Hadopi-style laws do nothing to tackle this problem. Meanwhile newspapers have few issues with piracy, however much copying of articles into emails or onto blogs is a pest. It is the splintering of advertising in the online world that is killing these watchdogs of democracy. Gaming for its part is fairing quite well, with online gaming by definition not piratable - unless the pirates physically break into a gaming company's premises and copy a server, but most other kinds of software producers face many of the same issues that record companies do.

Death of the taste-makers

Andrew Keen, the author of The Cult of the Amateur a polemical attack on the destruction of cultural production for which he believes the internet is responsible argues that all of this is not an inevitable process and that societies actually have a choice as to whether to go down this road. Needless to say, he cheers the tough approach pioneered by France and Sweden.

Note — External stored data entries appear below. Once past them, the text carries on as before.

//! Video Proxy - HTTP server
//!
//! Serves the caching proxy's operations as a REST API.

use std::net::SocketAddr;

use anyhow::Context;
use tokio::signal;
use tracing::info;
use tracing_subscriber::{layer::SubscriberExt, util::SubscriberInitExt};

use video_proxy::{api::create_router, AppState, Config};

/// Main entry point for the video proxy server.
///
/// # Startup Sequence
/// 1. Initialize tracing subscriber for logging
/// 2. Load configuration from environment variables
/// 3. Create the remote service and its caching proxy
/// 4. Create Axum router with all endpoints
/// 5. Start HTTP server on configured port
/// 6. Handle graceful shutdown on SIGINT/SIGTERM
#[tokio::main]
async fn main() -> anyhow::Result<()> {
    // Initialize tracing subscriber with env filter
    // Defaults to "info" level, can be overridden with RUST_LOG env var
    tracing_subscriber::registry()
        .with(
            tracing_subscriber::EnvFilter::try_from_default_env()
                .unwrap_or_else(|_| "video_proxy=info,tower_http=info".into()),
        )
        .with(tracing_subscriber::fmt::layer())
        .init();

    info!("Starting video proxy server");

    let config = Config::from_env();
    info!(
        "Configuration loaded: port={}, catalog_size={}, info_cache_policy={}",
        config.server_port, config.catalog_size, config.info_cache_policy
    );

    let state = AppState::from_config(&config);
    let app = create_router(state);

    let addr = SocketAddr::from(([0, 0, 0, 0], config.server_port));
    let listener = tokio::net::TcpListener::bind(addr)
        .await
        .with_context(|| format!("failed to bind {}", addr))?;
    info!("Server listening on http://{}", addr);

    axum::serve(listener, app)
        .with_graceful_shutdown(shutdown_signal())
        .await
        .context("server error")?;

    info!("Server shutdown complete");
    Ok(())
}

/// Waits for shutdown signal (Ctrl+C or SIGTERM).
async fn shutdown_signal() {
    let ctrl_c = async {
        if let Err(err) = signal::ctrl_c().await {
            tracing::error!("Failed to install Ctrl+C handler: {}", err);
            std::future::pending::<()>().await;
        }
    };

    #[cfg(unix)]
    let terminate = async {
        match signal::unix::signal(signal::unix::SignalKind::terminate()) {
            Ok(mut sigterm) => {
                sigterm.recv().await;
            }
            Err(err) => {
                tracing::error!("Failed to install SIGTERM handler: {}", err);
                std::future::pending::<()>().await;
            }
        }
    };

    #[cfg(not(unix))]
    let terminate = std::future::pending::<()>();

    tokio::select! {
        _ = ctrl_c => {
            info!("Received Ctrl+C, initiating shutdown...");
        }
        _ = terminate => {
            info!("Received SIGTERM, initiating shutdown...");
        }
    }
}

"The old industrial system [prior to the internet] created a hierarchy in which a small group of people controlled the means of production of information and controlled how that came out. A small group of people who determine taste," he told a Brussels conference on online content organised by EUobserver. "And they were quite effective in filtering that talent. The old industrial system wasn't just or fair but it was effective."

He argues that the talent scouts, the producers, the editors, sub-editors, publishers, trained journalists - the 'middle-men' - selected the wheat from the chaff, and presented that content back to consumers. In a world where everyone is a producer of content and where all that content is available for free, a tsunami of dross is created, with no one paid to sift out the good from the bad, the important from the banal.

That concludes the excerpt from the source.